Since then, her musical theatre credits have included Elisabeth (in Holland and Thun, Switzerland), The Three Musketeers, We Will Rock You, and most notably, Wicked, in which she was chosen as the "Wicked Personality of the Year" in 2010, out of all the actresses who had played the role, in an online poll with over 16,000 voters. Verkaik is the only actress in the world to play Elphaba in three languages: she has performed in the German, Dutch, Broadway, and West End productions.

Verkaik originated the role of Elphaba in the original German-language production of Wicked, which was entitled "Wicked: Die Hexen Von Oz", and began performances in Stuttgart on 1 November 2007, prior to an official opening night on November 15. Sabrina Weckerlin was her original alternate, appearing in the two shows a week in which Verkaik was not contracted to perform.

Verkaik soon repeated her performance in the Dutch-language production, which premiered in Scheveningen on 6 November 2011, after previews from 26 October. This required her to learn the role in her native language. The run ended on 11 January 2013 and Verkaik then transferred to North America, making her Broadway debut in the English-speaking New York company of Wicked and marking her third language production. Verkaik played a limited 15-week engagement at the Gershwin Theatre from 12 February 2013 to 26 May 2013.
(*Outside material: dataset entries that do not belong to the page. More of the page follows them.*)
//! Durable-tier tests: insert idempotence, claim/complete/fail lifecycle,
//! the completeness invariant, reaper races, and scoped invalidation.

use std::sync::Arc;
use std::thread;

use chrono::Duration;
use serde_json::json;

use vintage_core::models::{InvalidationScope, MatrixPayload, MatrixStatus};
use vintage_core::traits::IMatrixStore;
use vintage_store::MatrixStore;

fn payload() -> MatrixPayload {
    MatrixPayload {
        moic_matrix: vec![1, 2, 3, 4],
        scenario_states: json!([{"index": 0, "exit_multiple": 2.0}]),
        bucket_params: json!({"buckets": ["base"]}),
        compression_codec: "zstd".into(),
        matrix_layout: "row-major-f64le".into(),
        bucket_count: 3,
        optimal_scenario_count: 12,
    }
}

// ── Insert idempotence ───────────────────────────────────────────────────

#[test]
fn second_insert_is_a_no_op() {
    let store = MatrixStore::open_in_memory().unwrap();
    assert!(store.insert_pending("key-1", "fund-a").unwrap());
    assert!(!store.insert_pending("key-1", "fund-a").unwrap());
    assert_eq!(store.count_by_status(MatrixStatus::Pending).unwrap(), 1);
}

#[test]
fn concurrent_inserts_create_exactly_one_row() {
    let store = Arc::new(MatrixStore::open_in_memory().unwrap());
    let handles: Vec<_> = (0..8)
        .map(|_| {
            let store = Arc::clone(&store);
            thread::spawn(move || store.insert_pending("key-race", "fund-a").unwrap())
        })
        .collect();
    let created: usize = handles.into_iter().map(|h| h.join().unwrap()).filter(|&b| b).count();
    assert_eq!(created, 1, "exactly one inserter may become the creator");
    assert_eq!(store.count_by_status(MatrixStatus::Pending).unwrap(), 1);
}

// ── Claim / complete / fail lifecycle ────────────────────────────────────

#[test]
fn lifecycle_reaches_complete_with_full_payload() {
    let store = MatrixStore::open_in_memory().unwrap();
    store.insert_pending("key-lc", "fund-a").unwrap();
    assert!(store.claim_processing("key-lc").unwrap());

    store.complete("key-lc", &payload()).unwrap();

    let record = store.get("key-lc").unwrap().unwrap();
    assert_eq!(record.status, MatrixStatus::Complete);
    assert!(record.is_well_formed());
    let p = record.payload.unwrap();
    assert_eq!(p.moic_matrix, vec![1, 2, 3, 4]);
    assert_eq!(p.compression_codec, "zstd");
    assert_eq!(p.matrix_layout, "row-major-f64le");
    assert_eq!(p.bucket_count, 3);
    assert_eq!(p.optimal_scenario_count, 12);
}

#[test]
fn only_one_claimant_wins() {
    let store = Arc::new(MatrixStore::open_in_memory().unwrap());
    store.insert_pending("key-claim", "fund-a").unwrap();
    let handles: Vec<_> = (0..8)
        .map(|_| {
            let store = Arc::clone(&store);
            thread::spawn(move || store.claim_processing("key-claim").unwrap())
        })
        .collect();
    let winners = handles.into_iter().map(|h| h.join().unwrap()).filter(|&b| b).count();
    assert_eq!(winners, 1);
    assert_eq!(store.count_by_status(MatrixStatus::Processing).unwrap(), 1);
}

#[test]
fn failed_rows_keep_no_payload() {
    let store = MatrixStore::open_in_memory().unwrap();
    store.insert_pending("key-f", "fund-a").unwrap();
    store.claim_processing("key-f").unwrap();
    store.fail("key-f").unwrap();

    let record = store.get("key-f").unwrap().unwrap();
    assert_eq!(record.status, MatrixStatus::Failed);
    assert!(record.payload.is_none());
    assert!(record.is_well_formed());
}

#[test]
fn complete_requires_a_processing_claim() {
    let store = MatrixStore::open_in_memory().unwrap();
    store.insert_pending("key-nc", "fund-a").unwrap();
    // Never claimed: the conditional update must refuse.
    assert!(store.complete("key-nc", &payload()).is_err());
    let record = store.get("key-nc").unwrap().unwrap();
    assert_eq!(record.status, MatrixStatus::Pending);
}

// ── Completeness invariant ───────────────────────────────────────────────

#[test]
fn every_row_satisfies_the_completeness_invariant() {
    let store = MatrixStore::open_in_memory().unwrap();
    let keys = ["k-a", "k-b", "k-c", "k-d"];
    for key in keys {
        store.insert_pending(key, "fund-inv").unwrap();
    }
    store.claim_processing("k-b").unwrap();
    store.claim_processing("k-c").unwrap();
    store.claim_processing("k-d").unwrap();
    store.complete("k-c", &payload()).unwrap();
    store.fail("k-d").unwrap();

    for key in keys {
        let record = store.get(key).unwrap().unwrap();
        assert!(
            record.is_well_formed(),
            "{key}: status {:?} with payload {}",
            record.status,
            record.payload.is_some()
        );
    }
}

// ── Stale-claim reaper ───────────────────────────────────────────────────

#[test]
fn reaper_reverts_stale_processing_rows() {
    let store = MatrixStore::open_in_memory().unwrap();
    store.insert_pending("key-stale", "fund-a").unwrap();
    store.claim_processing("key-stale").unwrap();

    // Zero window: anything claimed before "now" is already stale.
    std::thread::sleep(std::time::Duration::from_millis(5));
    let reaped = store.reap_stale(Duration::zero()).unwrap();
    assert_eq!(reaped, vec!["key-stale".to_string()]);

    let record = store.get("key-stale").unwrap().unwrap();
    assert_eq!(record.status, MatrixStatus::Pending);
}

#[test]
fn fresh_claims_survive_the_reaper() {
    let store = MatrixStore::open_in_memory().unwrap();
    store.insert_pending("key-fresh", "fund-a").unwrap();
    store.claim_processing("key-fresh").unwrap();

    let reaped = store.reap_stale(Duration::minutes(5)).unwrap();
    assert!(reaped.is_empty());
    let record = store.get("key-fresh").unwrap().unwrap();
    assert_eq!(record.status, MatrixStatus::Processing);
}

#[test]
fn racing_reapers_cannot_both_reclaim() {
    let store = Arc::new(MatrixStore::open_in_memory().unwrap());
    store.insert_pending("key-rr", "fund-a").unwrap();
    store.claim_processing("key-rr").unwrap();
    std::thread::sleep(std::time::Duration::from_millis(5));

    let handles: Vec<_> = (0..2)
        .map(|_| {
            let store = Arc::clone(&store);
            thread::spawn(move || store.reap_stale(Duration::zero()).unwrap())
        })
        .collect();
    let total_reclaimed: usize = handles.into_iter().map(|h| h.join().unwrap().len()).sum();
    assert_eq!(total_reclaimed, 1, "a stale row is reclaimable exactly once");
}

// ── Regeneration requeue ─────────────────────────────────────────────────

#[test]
fn failed_rows_can_be_requeued_for_regeneration() {
    let store = MatrixStore::open_in_memory().unwrap();
    store.insert_pending("key-rq", "fund-a").unwrap();
    store.claim_processing("key-rq").unwrap();
    store.fail("key-rq").unwrap();

    assert!(store.requeue_terminal("key-rq").unwrap());
    let record = store.get("key-rq").unwrap().unwrap();
    assert_eq!(record.status, MatrixStatus::Pending);
    assert!(record.payload.is_none());

    // Already pending: nothing to requeue.
    assert!(!store.requeue_terminal("key-rq").unwrap());
}

#[test]
fn requeue_clears_a_retained_invalidated_payload() {
    let store = MatrixStore::open_in_memory().unwrap();
    store.insert_pending("key-ri", "fund-a").unwrap();
    store.claim_processing("key-ri").unwrap();
    store.complete("key-ri", &payload()).unwrap();
    store
        .invalidate(&InvalidationScope::Matrix("key-ri".into()))
        .unwrap();

    // Soft mark keeps the payload for audit.
    let record = store.get("key-ri").unwrap().unwrap();
    assert_eq!(record.status, MatrixStatus::Invalidated);
    assert!(record.payload.is_some());
    assert!(record.is_well_formed());

    // Requeue starts a clean lifecycle.
    assert!(store.requeue_terminal("key-ri").unwrap());
    let record = store.get("key-ri").unwrap().unwrap();
    assert_eq!(record.status, MatrixStatus::Pending);
    assert!(record.payload.is_none());
}

// ── Scoped invalidation ──────────────────────────────────────────────────

#[test]
fn fund_scope_marks_only_that_funds_rows() {
    let store = MatrixStore::open_in_memory().unwrap();
    store.insert_pending("key-f1", "fund-x").unwrap();
    store.insert_pending("key-f2", "fund-x").unwrap();
    store.insert_pending("key-g1", "fund-y").unwrap();

    let marked = store
        .invalidate(&InvalidationScope::Fund("fund-x".into()))
        .unwrap();
    assert_eq!(marked, 2);
    assert_eq!(store.count_by_status(MatrixStatus::Invalidated).unwrap(), 2);
    // Soft mark: the rows still exist for audit.
    assert_eq!(
        store.get("key-f1").unwrap().unwrap().status,
        MatrixStatus::Invalidated
    );
    assert_eq!(
        store.get("key-g1").unwrap().unwrap().status,
        MatrixStatus::Pending
    );
}

#[test]
fn matrix_scope_marks_a_single_row() {
    let store = MatrixStore::open_in_memory().unwrap();
    store.insert_pending("key-m1", "fund-z").unwrap();
    store.insert_pending("key-m2", "fund-z").unwrap();
    let marked = store
        .invalidate(&InvalidationScope::Matrix("key-m1".into()))
        .unwrap();
    assert_eq!(marked, 1);
}

#[test]
fn all_scope_marks_everything_once() {
    let store = MatrixStore::open_in_memory().unwrap();
    store.insert_pending("key-a1", "fund-p").unwrap();
    store.insert_pending("key-a2", "fund-q").unwrap();
    assert_eq!(store.invalidate(&InvalidationScope::All).unwrap(), 2);
    // Re-running marks nothing new.
    assert_eq!(store.invalidate(&InvalidationScope::All).unwrap(), 0);
}

// ── File persistence ─────────────────────────────────────────────────────

#[test]
fn completed_records_survive_reopen() {
    let dir = tempfile::tempdir().unwrap();
    let path = dir.path().join("matrices.db");
    {
        let store = MatrixStore::open(&path).unwrap();
        store.insert_pending("key-p", "fund-a").unwrap();
        store.claim_processing("key-p").unwrap();
        store.complete("key-p", &payload()).unwrap();
    }
    let store = MatrixStore::open(&path).unwrap();
    let record = store.get("key-p").unwrap().unwrap();
    assert_eq!(record.status, MatrixStatus::Complete);
    assert_eq!(record.payload.unwrap().moic_matrix, vec![1, 2, 3, 4]);
}
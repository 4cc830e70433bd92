//! # vintage-xirr
//!
//! Annualized internal rate of return for cash flows on irregular dates.
//! Newton-Raphson from a fixed initial guess, with a Brent's-method
//! fallback for the shapes Newton diverges on (extreme short-horizon
//! multiples in particular).

mod brent;
mod newton;
mod npv;
mod solver;

pub use npv::{npv, npv_derivative};
pub use solver::solve_xirr;
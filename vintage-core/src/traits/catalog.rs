use crate::models::MarketParameters;

/// Read-only table of named historical MarketParameters presets.
pub trait IScenarioCatalog: Send + Sync {
    fn preset(&self, name: &str) -> Option<MarketParameters>;

    fn names(&self) -> Vec<String>;
}
//! Property suites: batch-merge order must not affect accumulator output,
//! and the sketch's quantiles must track exact order statistics.

use proptest::prelude::*;

use vintage_engine::MetricAccumulator;

fn accumulate(chunks: &[Vec<f64>]) -> MetricAccumulator {
    let mut merged = MetricAccumulator::new();
    for chunk in chunks {
        let mut acc = MetricAccumulator::new();
        for &v in chunk {
            acc.insert(v);
        }
        merged.merge(&acc);
    }
    merged
}

proptest! {
    #[test]
    fn merge_order_does_not_change_the_result(
        chunks in prop::collection::vec(
            prop::collection::vec(-1000.0f64..1000.0, 1..50),
            2..6,
        ),
        swap_a in 0usize..5,
        swap_b in 0usize..5,
    ) {
        let forward = accumulate(&chunks);

        let mut permuted = chunks.clone();
        permuted.reverse();
        let a = swap_a % permuted.len();
        let b = swap_b % permuted.len();
        permuted.swap(a, b);
        let backward = accumulate(&permuted);

        // Counts, extrema, and sketch buckets merge exactly; moments agree
        // up to floating-point rounding.
        prop_assert_eq!(forward.count(), backward.count());
        prop_assert_eq!(forward.percentiles(), backward.percentiles());
        let (f, g) = (forward.statistics(), backward.statistics());
        prop_assert_eq!(f.min, g.min);
        prop_assert_eq!(f.max, g.max);
        prop_assert!((f.mean - g.mean).abs() <= 1e-9 * (1.0 + f.mean.abs()));
        prop_assert!((f.std_dev - g.std_dev).abs() <= 1e-6 * (1.0 + f.std_dev.abs()));
    }

    #[test]
    fn sketch_quantiles_track_exact_order_statistics(
        values in prop::collection::vec(-500.0f64..500.0, 100..400),
    ) {
        let mut acc = MetricAccumulator::new();
        for &v in &values {
            acc.insert(v);
        }
        let mut sorted = values.clone();
        sorted.sort_by(|a, b| a.total_cmp(b));

        let spread = sorted[sorted.len() - 1] - sorted[0];
        for (q, sketched) in [
            (0.05, acc.percentiles().p5),
            (0.50, acc.percentiles().p50),
            (0.95, acc.percentiles().p95),
        ] {
            let rank = ((q * (sorted.len() - 1) as f64).round() as usize).min(sorted.len() - 1);
            let exact = sorted[rank];
            // Bucket error is relative to magnitude; rank rounding can move
            // one order statistic, so allow a sliver of the spread too.
            prop_assert!(
                (sketched - exact).abs() <= 0.01 * exact.abs() + 0.02 * spread + 1e-6,
                "q{q}: sketch {sketched} vs exact {exact}"
            );
        }
    }
}
//! # vintage-cache
//!
//! Two-tier cache for precomputed scenario matrices. The durable tier is
//! the single source of truth; the moka tier is a pure performance cache.
//! A canonical blake3 key dedupes identical configs across requests, the
//! unique-keyed insert makes exactly one racer the generator, and losers
//! await the row's terminal status instead of duplicating work.

mod codec;
mod coordinator;
mod key;
mod l1;
mod reaper;

pub use codec::{decode_moic_matrix, encode_moic_matrix};
pub use coordinator::ScenarioMatrixCache;
pub use key::matrix_key;
pub use l1::MokaTier;
pub use reaper::StaleClaimReaper;
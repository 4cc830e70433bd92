//! SimulationEngine — the public entry point. Validates the config,
//! selects an execution plan, runs it, and gates every produced
//! distribution through the validator before anything is returned.

use std::time::Instant;

use serde::{Deserialize, Serialize};
use tracing::info;

use vintage_core::models::{MetricDistribution, SimulationConfig, SimulationMode};
use vintage_core::VintageResult;
use vintage_validation::DistributionValidator;

use crate::expectation::run_expectation;
use crate::selector::{select_plan, ExecutionPlan};
use crate::stochastic::run_orchestrated;
use crate::streaming::run_streaming;

/// How a completed run was executed.
#[derive(Debug, Clone, PartialEq, Serialize, Deserialize)]
pub struct RunMetadata {
    pub trials_run: u32,
    pub mode: SimulationMode,
    pub plan: ExecutionPlan,
    /// The seed actually used (reported even when drawn from entropy, so
    /// any stochastic run can be replayed). `None` for expectation runs.
    pub seed: Option<u64>,
    pub elapsed_ms: u64,
}

/// A validated simulation result.
#[derive(Debug, Clone, PartialEq, Serialize, Deserialize)]
pub struct SimulationOutput {
    pub distributions: Vec<MetricDistribution>,
    pub metadata: RunMetadata,
}

/// The Monte Carlo simulation engine.
pub struct SimulationEngine {
    validator: DistributionValidator,
}

impl SimulationEngine {
    pub fn new() -> Self {
        Self { validator: DistributionValidator::new() }
    }

    /// Run a simulation. Fails fast on a malformed config; a validation
    /// failure on the produced distributions is a hard error, never
    /// silently clamped.
    pub fn run(&self, config: &SimulationConfig) -> VintageResult<SimulationOutput> {
        config.validate()?;

        let plan = select_plan(config.mode, config.num_trials);
        let start = Instant::now();

        let (distributions, seed) = match plan {
            ExecutionPlan::Expectation => (run_expectation(config)?, None),
            ExecutionPlan::Orchestrated => {
                let seed = resolve_seed(config);
                (run_orchestrated(config, seed)?, Some(seed))
            }
            ExecutionPlan::Streaming => {
                let seed = resolve_seed(config);
                (run_streaming(config, seed)?, Some(seed))
            }
        };

        self.validator.validate_all(&distributions)?;

        let metadata = RunMetadata {
            trials_run: match plan {
                ExecutionPlan::Expectation => 0,
                _ => config.num_trials,
            },
            mode: config.mode,
            plan,
            seed,
            elapsed_ms: start.elapsed().as_millis() as u64,
        };
        info!(
            fund_id = %config.fund_id,
            plan = ?plan,
            trials = metadata.trials_run,
            elapsed_ms = metadata.elapsed_ms,
            "simulation complete"
        );

        Ok(SimulationOutput { distributions, metadata })
    }
}

impl Default for SimulationEngine {
    fn default() -> Self {
        Self::new()
    }
}

fn resolve_seed(config: &SimulationConfig) -> u64 {
    config.random_seed.unwrap_or_else(rand::random)
}
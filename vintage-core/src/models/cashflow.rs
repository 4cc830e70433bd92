use chrono::NaiveDate;
use serde::{Deserialize, Serialize};

/// A dated, signed cash flow. Outflows (investments) are negative,
/// inflows (distributions) positive.
#[derive(Debug, Clone, Copy, PartialEq, Serialize, Deserialize)]
pub struct CashFlow {
    pub date: NaiveDate,
    pub amount: f64,
}

impl CashFlow {
    pub fn new(date: NaiveDate, amount: f64) -> Self {
        Self { date, amount }
    }
}

/// Total capital paid in: the sum of outflow magnitudes.
pub fn paid_in(flows: &[CashFlow]) -> f64 {
    flows
        .iter()
        .filter(|f| f.amount < 0.0)
        .map(|f| -f.amount)
        .sum()
}

/// Total capital distributed: the sum of inflows.
pub fn distributed(flows: &[CashFlow]) -> f64 {
    flows
        .iter()
        .filter(|f| f.amount > 0.0)
        .map(|f| f.amount)
        .sum()
}

/// Whether the series has at least one strictly negative and one strictly
/// positive amount.
pub fn has_both_signs(flows: &[CashFlow]) -> bool {
    flows.iter().any(|f| f.amount < 0.0) && flows.iter().any(|f| f.amount > 0.0)
}
//! Error taxonomy: one enum per subsystem, plus the umbrella `VintageError`.

mod cache_error;
mod engine_error;
mod sampler_error;
mod solver_error;
mod store_error;
mod validation_error;

pub use cache_error::CacheError;
pub use engine_error::EngineError;
pub use sampler_error::SamplerError;
pub use solver_error::SolverError;
pub use store_error::StoreError;
pub use validation_error::{ValidationError, Violation};

/// Umbrella error for the whole workspace.
#[derive(Debug, thiserror::Error)]
pub enum VintageError {
    #[error(transparent)]
    Solver(#[from] SolverError),

    #[error(transparent)]
    Sampler(#[from] SamplerError),

    #[error(transparent)]
    Validation(#[from] ValidationError),

    #[error(transparent)]
    Engine(#[from] EngineError),

    #[error(transparent)]
    Store(#[from] StoreError),

    #[error(transparent)]
    Cache(#[from] CacheError),
}

/// Workspace-wide result alias.
pub type VintageResult<T> = Result<T, VintageError>;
Verkaik subsequently played the role of Donna in the Stuttgart production of Mamma Mia! for a limited run starting 26 July 2013, before playing the role of Elphaba again. Beginning on 18 November 2013, she made her West End debut in Wicked at the Apollo Victoria Theatre, London. Due to health reasons, Verkaik had to depart early from the West End production of Wicked on 19 July 2014, and was replaced by original cast member Kerry Ellis.

She can be heard on Wicked'''s German-language cast recording, as well as Scott Alan's album What I Wanna Be When I Grow Up and on the Scott Alan album LIVE, which was recorded at the Birdland jazz club in New York City on 30 April 2012. The CD was released on 26 June 2012.

Verkaik also provided the Dutch-speaking and singing voice and the German singing voice of Elsa, the Snow Queen in Disney's 2013 animated movie Frozen (the German-speaking voice was provided by Dina Kürten). She also performed the song "Let It Go" in English at the UK premiere of the movie.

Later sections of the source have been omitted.